Instructions for the task: Wherever the listing has a line with the string "ConceptMetadata", copy that line out.
Material supplied: Begin
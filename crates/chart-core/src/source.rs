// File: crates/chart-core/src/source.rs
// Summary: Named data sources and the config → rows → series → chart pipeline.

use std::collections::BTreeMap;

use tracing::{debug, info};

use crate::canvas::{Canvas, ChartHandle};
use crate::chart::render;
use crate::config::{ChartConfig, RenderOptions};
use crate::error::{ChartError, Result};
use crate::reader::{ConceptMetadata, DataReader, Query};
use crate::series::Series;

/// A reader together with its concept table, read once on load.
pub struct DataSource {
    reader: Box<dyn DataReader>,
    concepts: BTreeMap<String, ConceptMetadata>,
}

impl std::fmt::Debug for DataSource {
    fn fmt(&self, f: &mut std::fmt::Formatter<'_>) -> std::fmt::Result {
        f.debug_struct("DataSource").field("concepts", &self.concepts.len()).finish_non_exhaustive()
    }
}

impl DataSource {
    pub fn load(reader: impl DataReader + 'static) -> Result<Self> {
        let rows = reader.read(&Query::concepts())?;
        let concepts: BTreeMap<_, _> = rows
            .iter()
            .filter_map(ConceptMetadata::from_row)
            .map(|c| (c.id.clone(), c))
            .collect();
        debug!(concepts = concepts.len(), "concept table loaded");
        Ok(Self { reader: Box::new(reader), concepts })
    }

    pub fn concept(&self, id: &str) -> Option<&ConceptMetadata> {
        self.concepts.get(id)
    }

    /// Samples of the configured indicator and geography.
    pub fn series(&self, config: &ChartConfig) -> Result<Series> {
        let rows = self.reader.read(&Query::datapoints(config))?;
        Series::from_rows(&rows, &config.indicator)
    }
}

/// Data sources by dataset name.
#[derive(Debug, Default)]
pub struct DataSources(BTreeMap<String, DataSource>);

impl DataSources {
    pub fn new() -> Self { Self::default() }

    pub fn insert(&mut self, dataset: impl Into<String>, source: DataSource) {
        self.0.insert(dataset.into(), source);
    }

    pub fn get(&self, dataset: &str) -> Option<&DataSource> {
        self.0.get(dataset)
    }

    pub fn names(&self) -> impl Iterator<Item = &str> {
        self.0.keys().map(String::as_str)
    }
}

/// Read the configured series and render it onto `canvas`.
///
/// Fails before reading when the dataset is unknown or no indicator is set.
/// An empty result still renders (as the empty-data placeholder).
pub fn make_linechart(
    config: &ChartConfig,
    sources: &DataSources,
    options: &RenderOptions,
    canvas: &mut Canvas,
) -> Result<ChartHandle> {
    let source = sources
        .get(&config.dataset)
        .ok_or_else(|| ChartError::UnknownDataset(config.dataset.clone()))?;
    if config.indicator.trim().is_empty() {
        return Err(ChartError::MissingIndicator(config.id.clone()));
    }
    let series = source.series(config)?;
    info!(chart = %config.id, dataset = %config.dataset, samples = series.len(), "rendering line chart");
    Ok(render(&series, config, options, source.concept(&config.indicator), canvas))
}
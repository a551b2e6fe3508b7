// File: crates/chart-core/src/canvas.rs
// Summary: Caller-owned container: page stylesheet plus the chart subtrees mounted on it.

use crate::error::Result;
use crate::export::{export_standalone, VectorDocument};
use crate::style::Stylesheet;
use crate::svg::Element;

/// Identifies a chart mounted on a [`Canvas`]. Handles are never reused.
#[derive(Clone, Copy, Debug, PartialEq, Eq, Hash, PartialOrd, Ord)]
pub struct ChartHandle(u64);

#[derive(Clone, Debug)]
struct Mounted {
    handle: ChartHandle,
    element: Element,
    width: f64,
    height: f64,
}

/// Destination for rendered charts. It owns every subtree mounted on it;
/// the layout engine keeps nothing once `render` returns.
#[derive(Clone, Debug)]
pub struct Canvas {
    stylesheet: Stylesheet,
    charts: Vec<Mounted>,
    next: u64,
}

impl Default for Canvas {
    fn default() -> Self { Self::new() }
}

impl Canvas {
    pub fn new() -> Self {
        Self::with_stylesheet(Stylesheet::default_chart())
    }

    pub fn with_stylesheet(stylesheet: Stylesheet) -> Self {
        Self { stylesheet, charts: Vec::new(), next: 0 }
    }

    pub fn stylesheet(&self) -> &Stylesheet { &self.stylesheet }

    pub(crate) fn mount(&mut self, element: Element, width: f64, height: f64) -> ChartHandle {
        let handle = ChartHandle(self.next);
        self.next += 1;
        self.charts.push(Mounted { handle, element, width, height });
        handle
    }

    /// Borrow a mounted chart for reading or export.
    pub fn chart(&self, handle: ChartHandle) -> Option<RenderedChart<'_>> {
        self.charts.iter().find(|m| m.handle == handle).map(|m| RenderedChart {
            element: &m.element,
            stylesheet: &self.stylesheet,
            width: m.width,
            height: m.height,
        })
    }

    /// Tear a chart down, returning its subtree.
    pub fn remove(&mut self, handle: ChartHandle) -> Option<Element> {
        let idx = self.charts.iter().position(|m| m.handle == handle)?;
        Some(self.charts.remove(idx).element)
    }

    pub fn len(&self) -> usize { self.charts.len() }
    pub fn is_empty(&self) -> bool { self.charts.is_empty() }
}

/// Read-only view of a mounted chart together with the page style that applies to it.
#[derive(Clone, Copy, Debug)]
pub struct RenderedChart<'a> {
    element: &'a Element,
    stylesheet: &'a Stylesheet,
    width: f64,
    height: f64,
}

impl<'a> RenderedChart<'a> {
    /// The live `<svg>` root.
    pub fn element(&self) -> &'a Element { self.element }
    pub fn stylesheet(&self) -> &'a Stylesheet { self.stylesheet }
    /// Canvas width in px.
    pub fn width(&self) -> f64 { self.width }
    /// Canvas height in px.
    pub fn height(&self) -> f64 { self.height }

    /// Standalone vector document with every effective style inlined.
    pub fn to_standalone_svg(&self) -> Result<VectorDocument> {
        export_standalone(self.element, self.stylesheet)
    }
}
Material supplied: End
Solution for this exercise:
use crate::reader::{ConceptMetadata, DataReader, Query};
    concepts: BTreeMap<String, ConceptMetadata>,
            .filter_map(ConceptMetadata::from_row)
    pub fn concept(&self, id: &str) -> Option<&ConceptMetadata> {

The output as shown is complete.